Das Allerbeste an diesem Glamour-Märchen ist, dass die Schlecks und Cancellaras nach ihrer hollywoodreifen Selbstdarstellung eigentlich gar nicht mehr in die sportlichen Niederungen hinabsteigen müssen. Sie sind per se grandios, ihnen kann keiner, ganz einfach weil sie es überzeugend behaupten. Wir schlagen vor, das Leopard-Trek-Team zum weltweit ersten Weltmeisterclub ohne lästigen Nachweis vorhandener Qualitäten zu küren. Warum sollten die Herren Höllenqualen à la Tour de France auf sich nehmen? Sie haben es doch nicht nötig, sich mit kapriziösen Kettenrädern und imageschädigenden Trëllert-Episoden herumzuplagen. Es genügt vollends, wenn sie einmal pro Jahr in der Coque zur kollektiven Erscheinung antreten. Radrennen sind nur proletarischer Murks. Sowas darf man diesen Lichtgestalten nicht antun. Unsere Heimat ist süchtig nach Erscheinungen, ob in der Kathedrale oder auf Kirchberg. Vom virtuellen Glanz konnten wir immer schon gut leben.

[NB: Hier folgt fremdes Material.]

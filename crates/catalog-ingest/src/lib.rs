//! Catalog ingestion: CSV and JSON readers plus the row normalizer.

pub mod csv_table;
pub mod error;
pub mod json;
pub mod loader;
pub mod normalize;

pub use csv_table::{CsvTable, is_blank_row, read_csv_table};
pub use error::{IngestError, Result};
pub use json::read_json_catalog;
pub use loader::{InputFormat, ensure_input_exists, load_normalized_catalog, load_raw_catalog};
pub use normalize::{coerce_numeric, normalize_catalog, normalize_record, normalize_rows};
//! Catalog document rendering.
//!
//! Output layouts:
//!
//! - **JSON**: the normalized catalog as a pretty-printed array
//! - **Catalog**: one LaTeX page per set that is ready to build
//! - **Inventory**: LaTeX summary counters and a long table of every set
//! - **Simple**: LaTeX two-column name/description table

mod catalog;
mod error;
mod inventory;
mod json;
mod latex;
mod simple;
mod writer;

use catalog_model::Catalog;

pub use catalog::{is_catalog_entry, render_catalog, render_page};
pub use error::{ReportError, Result};
pub use inventory::{render_inventory, render_row as render_inventory_row, state_marker};
pub use json::render_json;
pub use latex::{
    AMPERSAND_ESCAPES, AMPERSAND_PERCENT_ESCAPES, DEFAULT_AUTHOR, DEFAULT_TITLE,
    DocumentOptions, FieldRule, NO_ESCAPES, RenderedDocument, TEXT_ESCAPES, escape_latex,
};
pub use simple::{render_row as render_simple_row, render_simple};
pub use writer::write_document;

/// The LaTeX layouts.
#[derive(Debug, Clone, Copy, PartialEq, Eq)]
pub enum LatexLayout {
    Catalog,
    Inventory,
    Simple,
}

impl LatexLayout {
    pub fn name(self) -> &'static str {
        match self {
            LatexLayout::Catalog => "catalog",
            LatexLayout::Inventory => "inventory",
            LatexLayout::Simple => "simple",
        }
    }

    pub fn render(self, catalog: &Catalog, options: &DocumentOptions) -> RenderedDocument {
        match self {
            LatexLayout::Catalog => render_catalog(catalog, options),
            LatexLayout::Inventory => render_inventory(catalog, options),
            LatexLayout::Simple => render_simple(catalog, options),
        }
    }
}
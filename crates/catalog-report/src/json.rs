//! JSON output: the catalog as a pretty-printed array.

use catalog_model::Catalog;

use crate::error::{ReportError, Result};
use crate::latex::RenderedDocument;

/// Two-space indentation, field order as inserted, non-ASCII kept literal.
/// No trailing newline.
pub fn render_json(catalog: &Catalog) -> Result<RenderedDocument> {
    let text =
        serde_json::to_string_pretty(catalog).map_err(|source| ReportError::Serialize { source })?;
    Ok(RenderedDocument {
        text,
        entries: catalog.len(),
    })
}

#[cfg(test)]
mod tests {
    use super::*;
    use catalog_model::Record;

    #[test]
    fn keeps_non_ascii_and_types() {
        let mut record = Record::new();
        record.insert("Name", "Café Corner");
        record.insert("Pieces", 2056_i64);
        let document = render_json(&Catalog::new(vec![record])).unwrap();

        assert_eq!(
            document.text,
            "[\n  {\n    \"Name\": \"Café Corner\",\n    \"Pieces\": 2056\n  }\n]"
        );
        assert_eq!(document.entries, 1);
    }

    #[test]
    fn empty_catalog() {
        let document = render_json(&Catalog::default()).unwrap();
        assert_eq!(document.text, "[]");
    }
}
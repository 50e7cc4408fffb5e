//! LEGO catalog converter CLI.

use catalog_cli::cli::{Cli, Command, LogFormatArg, LogLevelArg};
use catalog_cli::commands::{run_catalog, run_inventory, run_json, run_simple, run_stats};
use catalog_cli::error::CliError;
use catalog_cli::logging::{LogConfig, LogFormat, init_logging};
use catalog_cli::summary::{print_conversion, print_stats};
use clap::{ColorChoice, Parser};
use std::io::{self, IsTerminal};
use tracing::level_filters::LevelFilter;

fn main() {
    let cli = Cli::parse();
    cli.color.write_global();
    let log_config = log_config_from_cli(&cli);
    if let Err(source) = init_logging(&log_config) {
        std::process::exit(exit_code(&Err(CliError::LogInit { source })));
    }
    let outcome = match &cli.command {
        Command::Json(args) => run_json(args).map(|result| print_conversion(&result)),
        Command::Catalog(args) => run_catalog(args).map(|result| print_conversion(&result)),
        Command::Inventory(args) => run_inventory(args).map(|result| print_conversion(&result)),
        Command::Simple(args) => run_simple(args).map(|result| print_conversion(&result)),
        Command::Stats(args) => run_stats(args).map(|result| print_stats(&result)),
    };
    std::process::exit(exit_code(&outcome));
}

fn exit_code(outcome: &Result<(), CliError>) -> i32 {
    match outcome {
        Ok(()) => 0,
        Err(error) => {
            eprintln!("error: {error}");
            error.exit_code()
        }
    }
}

/// Build logging configuration from CLI flags with consistent precedence.
fn log_config_from_cli(cli: &Cli) -> LogConfig {
    let mut config = LogConfig {
        level_filter: cli.verbosity.tracing_level_filter(),
        ..LogConfig::default()
    };
    config.use_env_filter = !(cli.verbosity.is_present() || cli.log_level.is_some());
    if let Some(level) = cli.log_level {
        config.level_filter = match level {
            LogLevelArg::Error => LevelFilter::ERROR,
            LogLevelArg::Warn => LevelFilter::WARN,
            LogLevelArg::Info => LevelFilter::INFO,
            LogLevelArg::Debug => LevelFilter::DEBUG,
            LogLevelArg::Trace => LevelFilter::TRACE,
        };
    }
    config.format = match cli.log_format {
        LogFormatArg::Pretty => LogFormat::Pretty,
        LogFormatArg::Compact => LogFormat::Compact,
        LogFormatArg::Json => LogFormat::Json,
    };
    config.log_file = cli.log_file.clone();
    config.with_ansi = match cli.color.color {
        ColorChoice::Always => true,
        ColorChoice::Never => false,
        ColorChoice::Auto => cli.log_file.is_none() && io::stderr().is_terminal(),
    };
    config
}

Zudem sollten wir nicht übersehen, dass neuerdings ganze Sportredaktionen von den Nichtleistungen der Nichtgeprüften leben. Tag für Tag dürfen wir vollbepackte Zeitungsseiten mit den letzten Neuigkeiten von der virtuellen Front lesen. Die Journalisten informieren sich und uns hinter den Kulissen, vor den Kulissen, unter den Kulissen, über den Kulissen, seitlich der Kulissen über die unscheinbarsten Leopard-Regungen. Sobald einem der Goldjungen zufällig ein Knatterlüftchen entweicht, erreicht es bald darauf mit Donnerhall die Redaktionsstuben. Es wird nach allen Regeln der Kunst analysiert und seziert. Wieso knattert Schleck der Jüngere? Warum versagt bei Schleck dem Älteren der Schließmuskel? Wohin weht das Lüftchen? Aufwärts, abwärts oder geradeaus? Was schließen wir aus dem Knatterklang? Hören wir da eine geballte Ladung Energie heraus oder nur ein verhaltenes Aufbäumen? Man sieht, die Sportberichterstattung steht vor einem neuen Aufbruch. Es wird so extensiv über das Vorfeld berichtet, dass es am Ende gar nicht mehr zum Feld kommen muss. Das Vorfeld ist schon der Sieg.

Warum soll der Leopard zum Sprung ansetzen, wo doch jeder weiß, dass er unheimlich gut springen kann? Warum sollte er seine Sprungkraft auch noch niveaulos zu Markte tragen? „Leopard“, der virtuelle Gigant, ist das neue Markenzeichen unserer Heimat. Wenn wir nur wollten, könnten wir die ganze Welt in die Tasche stecken. Indem wir nicht wollen, beweisen wir unsere wahre Größe.